Без сомнения, она уставала от светских развлечений, утомлялась ими, тем не менее стала принимать визитеров не только по четвергам, но и по воскресным дням. Целые толпы гостей, родственников и знакомых наполняли гостиную и залу их дома. Чаще всего у них бывала чета Фетов, а Мария Петровна, жена поэта, даже принимала самое активное участие в их светской жизни, давала советы, как нарядить Таню, чтобы она выглядела еще эффектнее, восхищалась ее красотой, а заодно и бельдежурчиками на ее платье. Еще больше она восторгалась Софьей, представавшей перед ней в роскошном шелковом платье в серебристой гамме, которая так шла ей к лицу, с «белыми блондами и чайными розами». Каждый раз, слыша в свой адрес восхищенное щебетание, Софья мечтала о том, чтобы это услышал ее любимый муж.
Об охоте пуще неволи Софья теперь знала уже не понаслышке. Она постоянно разрывалась между «хочу» и «надо», пока сохраняя паритет. После того как она привела всех в неописуемый восторг своим царственным появлением на первом балу, с оркестром, ужином, самым изысканным московским обществом, Софья стала постоянно бывать и на других балах, на которых познакомилась с бывшей пассией мужа, графиней Уваровой, а также с Мансуровой, Оболенскими, всех не перечесть. Знакомых становилось все больше и больше, их список увеличивался не по дням, а по часам. Софья сразу приняла решение, как только соприкоснулась с светской жизнью, что не стоит ей первой делать визитов, а наносить только ответные. Все двери московского бомонда были открыты перед ней настежь. «Свет» приветствовал ее моложавость, открытость, почтенные дамы пытались даже ей ласково патронировать, будучи очарованными ее светской неопытностью. Мужчины же держались с ней почтительно — корректно.
Софья запомнила 1883 год как время бесконечного безудержного веселья, легкого головокружения из‑за комплиментов и сияющих взглядов мужчин и женщин. Она находилась в состоянии сильного возбуждения, вызванного ее светским успехом, которому содействовала давняя знакомая, милейшая Александра Павловна Самарина, которая очень хлопотала, чтобы ее протеже, мать с дочерью — Софья и Таня, получили приглашение на престижный тогда бал Щербатовых, открывшийся популярным вальсом и блестящим вальсированием самой хозяйки с достойным партнером. Эта немолодая, но по- прежнему грациозная дама вызвала подлинный восторг у всех его участников.

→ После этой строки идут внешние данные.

//! Pipeline Tests
//!
//! Occurrence in, signed POST out: listener registry, in-memory queue,
//! queue worker and dispatcher wired the way the dev server wires them.

use std::sync::Arc;

use chrono::{TimeZone, Utc};
use hw_common::WebhookStatus;
use hw_dispatcher::{Dispatcher, DispatcherConfig, SignatureAlgorithm, HEADER_SIGNATURE, HEADER_TOPIC, HEADER_WEBHOOK_ID};
use hw_events::{
    Address, Coupon, Entity, LineItem, ListenerRegistry, NoOrderDetails, Occurrence, Order, OrderTotals,
    PublishReport, DELIVER_TASK,
};
use hw_queue::{MemoryDeliveryQueue, QueueWorker};
use hw_store::{MemoryWebhookStore, RegistryReader, StoredWebhook, WebhookStore};
use serde_json::{json, Value};
use tokio::sync::broadcast;
use wiremock::matchers::{method, path};
use wiremock::{Mock, MockServer, Request, ResponseTemplate};

const QUEUE: &str = "webhooks";

fn stored(id: &str, delivery_url: String, topic: &str) -> StoredWebhook {
    StoredWebhook {
        id: id.to_string(),
        delivery_url,
        secret: format!("whsec_{}", id),
        topics: vec![json!(topic)],
        status: WebhookStatus::Published,
        failure_count: 0,
    }
}

fn order() -> Order {
    Order {
        id: 1001,
        number: "1001".to_string(),
        status: "processing".to_string(),
        currency: "EUR".to_string(),
        customer_id: Some(5),
        billing: Address {
            first_name: "Ada".to_string(),
            email: Some("ada@example.com".to_string()),
            ..Default::default()
        },
        shipping: Address::default(),
        payment_method: "card".to_string(),
        line_items: vec![LineItem {
            id: 11,
            product_id: 3,
            name: "Fountain pen".to_string(),
            sku: Some("PEN-1".to_string()),
            quantity: 2,
            subtotal: "40.00".to_string(),
            total: "40.00".to_string(),
        }],
        totals: OrderTotals {
            subtotal: "40.00".to_string(),
            discount_total: "0.00".to_string(),
            shipping_total: "5.00".to_string(),
            tax_total: "0.00".to_string(),
            total: "45.00".to_string(),
        },
        date_created: Utc.with_ymd_and_hms(2024, 5, 1, 10, 0, 0).unwrap(),
        date_modified: None,
        date_paid: None,
    }
}

fn coupon() -> Coupon {
    Coupon {
        id: 77,
        code: "SPRING10".to_string(),
        discount_type: "percent".to_string(),
        amount: "10".to_string(),
        description: String::new(),
        usage_count: 4,
        usage_limit: Some(100),
        individual_use: false,
        product_ids: vec![3],
        minimum_amount: None,
        maximum_amount: None,
        expires_at: None,
        date_created: Utc.with_ymd_and_hms(2024, 3, 1, 9, 0, 0).unwrap(),
        date_modified: Some(Utc.with_ymd_and_hms(2024, 5, 2, 12, 0, 0).unwrap()),
    }
}

/// Bootstrap the registry over `records`, publish one occurrence and run
/// the worker until every queued job has been delivered.
async fn publish_and_deliver(records: Vec<StoredWebhook>, occurrence: Occurrence) -> PublishReport {
    let store: Arc<dyn WebhookStore> = Arc::new(MemoryWebhookStore::with_records(records));
    let reader = RegistryReader::new(store);

    let queue = Arc::new(MemoryDeliveryQueue::new());
    let receiver = queue.take_receiver(QUEUE).unwrap();
    let registry = ListenerRegistry::bootstrap(&reader, queue.clone(), QUEUE, Arc::new(NoOrderDetails))
        .await
        .unwrap();

    let config = DispatcherConfig {
        source_url: "https://shop.example.com".to_string(),
        ..Default::default()
    };
    let dispatcher = Arc::new(Dispatcher::new(config, reader).unwrap());
    let worker = QueueWorker::new(QUEUE, 2).register(DELIVER_TASK, dispatcher);

    let report = registry.publish(&occurrence).await;

    // Closing every sender lets the worker drain the channel and stop
    drop(registry);
    drop(queue);
    let (_shutdown_tx, shutdown_rx) = broadcast::channel(1);
    worker.run(receiver, shutdown_rx).await;

    report
}

fn header<'a>(request: &'a Request, name: &str) -> &'a str {
    request
        .headers
        .get(name)
        .and_then(|v| v.to_str().ok())
        .unwrap_or_default()
}

#[tokio::test]
async fn test_order_created_reaches_subscribed_endpoint() {
    let server = MockServer::start().await;
    Mock::given(method("POST"))
        .and(path("/orders"))
        .respond_with(ResponseTemplate::new(200))
        .expect(1)
        .mount(&server)
        .await;

    let records = vec![
        stored("7", format!("{}/orders", server.uri()), "order_created"),
        stored("8", format!("{}/products", server.uri()), "product_created"),
    ];
    let report = publish_and_deliver(records, Occurrence::created(Entity::Order(order()))).await;

    assert_eq!(report.enqueued.len(), 1);
    assert!(report.failed.is_empty());

    let requests = server.received_requests().await.unwrap();
    assert_eq!(requests.len(), 1);
    let request = &requests[0];

    assert_eq!(header(request, HEADER_TOPIC), "order.created");
    assert_eq!(header(request, HEADER_WEBHOOK_ID), "7");
    assert!(SignatureAlgorithm::Sha256.verify(&request.body, "whsec_7", header(request, HEADER_SIGNATURE)));

    let body: Value = serde_json::from_slice(&request.body).unwrap();
    assert_eq!(body["id"], 1001);
    assert_eq!(body["status"], "processing");
    assert_eq!(body["totals"]["total"], "45.00");
    assert_eq!(body["line_items"][0]["sku"], "PEN-1");
}

#[tokio::test]
async fn test_coupon_updated_fans_out_identical_payloads() {
    let server = MockServer::start().await;
    Mock::given(method("POST"))
        .respond_with(ResponseTemplate::new(204))
        .expect(2)
        .mount(&server)
        .await;

    let records = vec![
        stored("1", format!("{}/first", server.uri()), "coupon_updated"),
        stored("2", format!("{}/second", server.uri()), "coupon_updated"),
    ];
    let report = publish_and_deliver(records, Occurrence::updated(Entity::Coupon(coupon()))).await;

    assert_eq!(report.enqueued.len(), 2);

    let mut requests = server.received_requests().await.unwrap();
    assert_eq!(requests.len(), 2);
    requests.sort_by(|a, b| a.url.path().cmp(b.url.path()));

    assert_eq!(requests[0].url.path(), "/first");
    assert_eq!(requests[1].url.path(), "/second");
    assert_eq!(requests[0].body, requests[1].body);

    for (request, secret) in requests.iter().zip(["whsec_1", "whsec_2"]) {
        assert_eq!(header(request, HEADER_TOPIC), "coupon.updated");
        assert!(SignatureAlgorithm::Sha256.verify(&request.body, secret, header(request, HEADER_SIGNATURE)));
    }

    let body: Value = serde_json::from_slice(&requests[0].body).unwrap();
    assert_eq!(body["code"], "SPRING10");
    assert_eq!(body["usage_count"], 4);
}
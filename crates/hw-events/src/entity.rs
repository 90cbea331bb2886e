//! Domain entities as the domain layer hands them over, and the occurrences
//! that carry them.

use std::collections::BTreeMap;

use chrono::{DateTime, Utc};
use hw_common::{Event, Resource, Topic};
use serde::{Deserialize, Serialize};

#[derive(Debug, Clone, Default, PartialEq, Serialize, Deserialize)]
#[serde(default)]
pub struct Address {
    pub first_name: String,
    pub last_name: String,
    pub company: String,
    pub address_1: String,
    pub address_2: String,
    pub city: String,
    pub state: String,
    pub postcode: String,
    pub country: String,
    pub email: Option<String>,
    pub phone: Option<String>,
}

#[derive(Debug, Clone, PartialEq, Serialize, Deserialize)]
pub struct Product {
    pub id: u64,
    pub name: String,
    pub slug: String,
    #[serde(default)]
    pub sku: Option<String>,
    #[serde(default = "default_product_type")]
    pub product_type: String,
    pub status: String,
    pub regular_price: String,
    #[serde(default)]
    pub sale_price: Option<String>,
    #[serde(default)]
    pub stock_quantity: Option<i64>,
    #[serde(default)]
    pub categories: Vec<String>,
    #[serde(default)]
    pub tags: Vec<String>,
    #[serde(default)]
    pub attributes: BTreeMap<String, String>,
    #[serde(default)]
    pub permalink: Option<String>,
    pub date_created: DateTime<Utc>,
    #[serde(default)]
    pub date_modified: Option<DateTime<Utc>>,
}

fn default_product_type() -> String {
    "simple".to_string()
}

#[derive(Debug, Clone, PartialEq, Serialize, Deserialize)]
pub struct Coupon {
    pub id: u64,
    pub code: String,
    pub discount_type: String,
    pub amount: String,
    #[serde(default)]
    pub description: String,
    #[serde(default)]
    pub usage_count: u32,
    #[serde(default)]
    pub usage_limit: Option<u32>,
    #[serde(default)]
    pub individual_use: bool,
    #[serde(default)]
    pub product_ids: Vec<u64>,
    #[serde(default)]
    pub minimum_amount: Option<String>,
    #[serde(default)]
    pub maximum_amount: Option<String>,
    #[serde(default)]
    pub expires_at: Option<DateTime<Utc>>,
    pub date_created: DateTime<Utc>,
    #[serde(default)]
    pub date_modified: Option<DateTime<Utc>>,
}

#[derive(Debug, Clone, PartialEq, Serialize, Deserialize)]
pub struct LineItem {
    pub id: u64,
    pub product_id: u64,
    pub name: String,
    #[serde(default)]
    pub sku: Option<String>,
    pub quantity: u32,
    pub subtotal: String,
    pub total: String,
}

#[derive(Debug, Clone, Default, PartialEq, Serialize, Deserialize)]
#[serde(default)]
pub struct OrderTotals {
    pub subtotal: String,
    pub discount_total: String,
    pub shipping_total: String,
    pub tax_total: String,
    pub total: String,
}

#[derive(Debug, Clone, PartialEq, Serialize, Deserialize)]
pub struct Order {
    pub id: u64,
    pub number: String,
    pub status: String,
    pub currency: String,
    #[serde(default)]
    pub customer_id: Option<u64>,
    #[serde(default)]
    pub billing: Address,
    #[serde(default)]
    pub shipping: Address,
    #[serde(default)]
    pub payment_method: String,
    #[serde(default)]
    pub line_items: Vec<LineItem>,
    pub totals: OrderTotals,
    pub date_created: DateTime<Utc>,
    #[serde(default)]
    pub date_modified: Option<DateTime<Utc>>,
    #[serde(default)]
    pub date_paid: Option<DateTime<Utc>>,
}

/// Refund recorded against an order; loaded separately from the order row
#[derive(Debug, Clone, PartialEq, Serialize, Deserialize)]
pub struct Refund {
    pub id: u64,
    pub amount: String,
    #[serde(default)]
    pub reason: String,
}

/// Key/value metadata attached to a line item
#[derive(Debug, Clone, PartialEq, Serialize, Deserialize)]
pub struct MetaEntry {
    pub key: String,
    pub value: String,
}

#[derive(Debug, Clone, PartialEq, Serialize, Deserialize)]
pub struct Customer {
    pub id: u64,
    pub email: String,
    #[serde(default)]
    pub first_name: String,
    #[serde(default)]
    pub last_name: String,
    pub username: String,
    #[serde(default = "default_role")]
    pub role: String,
    #[serde(default)]
    pub billing: Address,
    #[serde(default)]
    pub shipping: Address,
    #[serde(default)]
    pub is_paying_customer: bool,
    #[serde(default)]
    pub orders_count: u32,
    #[serde(default)]
    pub total_spent: String,
    pub date_created: DateTime<Utc>,
    #[serde(default)]
    pub date_modified: Option<DateTime<Utc>>,
}

fn default_role() -> String {
    "customer".to_string()
}

/// Any entity that can raise an occurrence
#[derive(Debug, Clone, PartialEq, Serialize, Deserialize)]
#[serde(tag = "kind", content = "data", rename_all = "lowercase")]
pub enum Entity {
    Product(Product),
    Coupon(Coupon),
    Order(Order),
    Customer(Customer),
}

impl Entity {
    pub fn resource(&self) -> Resource {
        match self {
            Entity::Product(_) => Resource::Product,
            Entity::Coupon(_) => Resource::Coupon,
            Entity::Order(_) => Resource::Order,
            Entity::Customer(_) => Resource::Customer,
        }
    }

    pub fn id(&self) -> u64 {
        match self {
            Entity::Product(p) => p.id,
            Entity::Coupon(c) => c.id,
            Entity::Order(o) => o.id,
            Entity::Customer(c) => c.id,
        }
    }
}

/// A domain occurrence.
///
/// Deletions carry the final id plus a snapshot taken before removal,
/// because the entity is already gone from primary storage.
#[derive(Debug, Clone, PartialEq, Serialize, Deserialize)]
#[serde(tag = "event", rename_all = "lowercase")]
pub enum Occurrence {
    Created { entity: Entity },
    Updated { entity: Entity },
    Restored { entity: Entity },
    Deleted { id: u64, snapshot: Entity },
}

impl Occurrence {
    pub fn created(entity: Entity) -> Self {
        Occurrence::Created { entity }
    }

    pub fn updated(entity: Entity) -> Self {
        Occurrence::Updated { entity }
    }

    pub fn restored(entity: Entity) -> Self {
        Occurrence::Restored { entity }
    }

    pub fn deleted(id: u64, snapshot: Entity) -> Self {
        Occurrence::Deleted { id, snapshot }
    }

    /// The live entity or last-known snapshot
    pub fn entity(&self) -> &Entity {
        match self {
            Occurrence::Created { entity }
            | Occurrence::Updated { entity }
            | Occurrence::Restored { entity } => entity,
            Occurrence::Deleted { snapshot, .. } => snapshot,
        }
    }

    pub fn resource(&self) -> Resource {
        self.entity().resource()
    }

    pub fn event(&self) -> Event {
        match self {
            Occurrence::Created { .. } => Event::Created,
            Occurrence::Updated { .. } => Event::Updated,
            Occurrence::Restored { .. } => Event::Restored,
            Occurrence::Deleted { .. } => Event::Deleted,
        }
    }

    /// Catalog topic, or `None` for pairs outside the catalog
    pub fn topic(&self) -> Option<Topic> {
        Topic::new(self.resource(), self.event())
    }
}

Приезжая на рассвете домой, Софья постепенно приходила в себя, избавляясь от «чада» веселья и упрекая себя за то, что в свои тридцать девять лет она стала выезжать в свет, вроде бы для того, чтобы радоваться успехам дочери, а на самом деле была движима самолюбованием и наслаждением от успехов в свете. Приходила мысль о том, что она делает что‑то не то, но остановиться уже не могла, по — прежнему продолжая играть в винт, участвовать в умственных играх, вести светские разговоры, заказывать новые туалеты, слава богу, хватило ума не идти на коронацию императора Александра III, которая обошлась бы ей в три тысячи рублей. Что и говорить, светская жизнь очень сильно ударяла по семейному бюджету. Они стали жить гораздо роскошнее, почти на широкую ногу. Туалеты Софьи и Тани, регулярная организация вечеров обходились недешево. Трат стало гораздо больше, чем в их прежней яснополянской жизни. Одни только ее туалеты, по мужниным расчетам, могли обеспечить безбедный прожиточный минимум средней крестьянской семьи. Одно платье обходилось в 250 рублей, на которые можно было купить больше двадцати пяти хороших рысаков! Лёвочка возмущался тем, что бородатые кучера вынуждены были по несколько часов мерзнуть у подъездов в ожидании своих беспечных хозяев, он не мог спокойно смотреть на пролетавшие мимо него кареты, в которых сидели дамы с высокими прическами, закутанные в ротонды. Тягу жены к роскошной жизни муж расценил как «усталость» от семейных забот, как пленительную мечту о легкой жизни с романами, влюбленностями и украшениями. Он же был убежден в том, что свет — это «премерзкая куча грязи», в которую жена вовлекает не только себя, но и несмышленых детей — подростков.